Sugano was “dispatched” to Major League Baseball teams by Yomiuri in the final off-season. Various clubs showed interest in him, including the Boston Red Sox, San Diego Padres, San Francisco Giants, and Toronto Blue Jays. But Sugano’s 30-day posting window came and went without him being able to come to an agreement with a team. He then returned to Yomiuri under a multi-year contract that provides for opt-outs every winter if he wants to pursue a job in the majors.

Sugano’s decision to stay in Japan was facilitated by recent developments in MLB. The MLB owners recently issued a lockout, the league’s first work stoppage since 1994-95. Teams can’t sign players under lockout, which leaves Sugano out in the rain. Earlier this week, NPB colleague Masahiro Tanaka opted for his own contract; Speculation in the industry made Tanaka attempt to return to the majors this winter.
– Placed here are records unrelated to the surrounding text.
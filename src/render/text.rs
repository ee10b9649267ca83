use anyhow::{anyhow, Context, Result};
use fontdue::{Font, FontSettings};
use std::path::{Path, PathBuf};

/// Fonts tried when no font is configured.
const SYSTEM_FONTS: &[&str] = &[
    "/usr/share/fonts/truetype/dejavu/DejaVuSans.ttf",
    "/usr/share/fonts/TTF/DejaVuSans.ttf",
    "/usr/share/fonts/dejavu/DejaVuSans.ttf",
    "/usr/share/fonts/truetype/liberation/LiberationSans-Regular.ttf",
    "/System/Library/Fonts/Supplemental/Arial.ttf",
    "/Library/Fonts/Arial.ttf",
    "C:\\Windows\\Fonts\\arial.ttf",
];

pub struct TextOverlay {
    font: Font,
    font_size: f32,
}

impl TextOverlay {
    pub fn from_bytes(bytes: &[u8], font_size: f32) -> Result<Self> {
        let font = Font::from_bytes(bytes, FontSettings::default())
            .map_err(|e| anyhow!("Failed to parse font: {}", e))?;
        Ok(Self { font, font_size })
    }

    pub fn from_file(path: &Path, font_size: f32) -> Result<Self> {
        let bytes = std::fs::read(path)
            .with_context(|| format!("Failed to read font: {}", path.display()))?;
        Self::from_bytes(&bytes, font_size)
    }

    /// Load `configured`, or the first system font that exists.
    pub fn locate(configured: Option<&Path>, font_size: f32) -> Option<Self> {
        let candidates: Vec<PathBuf> = match configured {
            Some(path) => vec![path.to_path_buf()],
            None => SYSTEM_FONTS.iter().map(PathBuf::from).collect(),
        };

        for path in candidates.iter().filter(|p| p.exists()) {
            match Self::from_file(path, font_size) {
                Ok(overlay) => {
                    log::debug!("Plot font: {}", path.display());
                    return Some(overlay);
                }
                Err(err) => log::warn!("{:#}", err),
            }
        }
        None
    }

    /// Composite text onto an RGBA pixel buffer with its top-left at (x, y).
    pub fn composite(
        &self,
        pixels: &mut [u8],
        width: u32,
        height: u32,
        text: &str,
        x: i32,
        y: i32,
        color: [u8; 4],
    ) {
        let mut cursor_x = x;
        for ch in text.chars() {
            let (metrics, bitmap) = self.font.rasterize(ch, self.font_size);
            let glyph_y = y + self.font_size as i32 - metrics.height as i32 - metrics.ymin;

            for gy in 0..metrics.height {
                for gx in 0..metrics.width {
                    let alpha = bitmap[gy * metrics.width + gx];
                    if alpha == 0 {
                        continue;
                    }

                    let px = cursor_x + gx as i32;
                    let py = glyph_y + gy as i32;

                    if px < 0 || py < 0 || px >= width as i32 || py >= height as i32 {
                        continue;
                    }

                    let idx = ((py as u32 * width + px as u32) * 4) as usize;
                    if idx + 3 >= pixels.len() {
                        continue;
                    }

                    let a = alpha as f32 / 255.0 * (color[3] as f32 / 255.0);
                    let inv_a = 1.0 - a;
                    pixels[idx] = (color[0] as f32 * a + pixels[idx] as f32 * inv_a) as u8;
                    pixels[idx + 1] = (color[1] as f32 * a + pixels[idx + 1] as f32 * inv_a) as u8;
                    pixels[idx + 2] = (color[2] as f32 * a + pixels[idx + 2] as f32 * inv_a) as u8;
                    pixels[idx + 3] = 255;
                }
            }

            cursor_x += metrics.advance_width.round() as i32;
        }
    }

    /// Measure the width of rendered text in pixels.
    pub fn measure_width(&self, text: &str) -> u32 {
        let width: f32 = text
            .chars()
            .map(|ch| self.font.metrics(ch, self.font_size).advance_width)
            .sum();
        width.ceil() as u32
    }

    pub fn line_height(&self) -> u32 {
        (self.font_size * 1.2).ceil() as u32
    }
}

#[cfg(test)]
mod tests {
    use super::*;

    #[test]
    fn garbage_font_is_an_error() {
        assert!(TextOverlay::from_bytes(b"not a font", 14.0).is_err());
    }

    #[test]
    fn missing_configured_font_is_skipped() {
        let missing = Path::new("/nonexistent/introflux/font.ttf");
        assert!(TextOverlay::locate(Some(missing), 14.0).is_none());
    }
}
Sugano, 32, has a career of 2.41 ERA and a strikeout-to-walk ratio of 4.53 for portions of nine NPB seasons. Most recently, he put together a 3.16 ERA and a 3.96 strikeout-to-walk ratio in 20 missions last season. A baseball America scouting report last winter found the following about its game:

(His) slider is perhaps the best in Japan and he can control it on both sides of the plate. It is a devastating sacrifice if buried against left-handed people. Sugano’s speed had increased slightly in 2020 and it was also causing more swaying punches. He increased his use of fragments and also threw a cutter, curveball and Shuuto. His control was as strong as ever.

Sugano and Tanaka aren’t the only NPB players with MLB ties to be hit by the lockdown. Outfielder Seiya Suzuki, who was posted by his club at the end of November, has “paused” his 30-day negotiation window for the duration of the suspension.

Meanwhile, longtime big league infielder Freddy Galvis was reportedly on the verge of reaching an agreement to join the Fukuoka SoftBank Hawks starting Saturday, making him the first MLB player to go overseas rather than wait for the job break.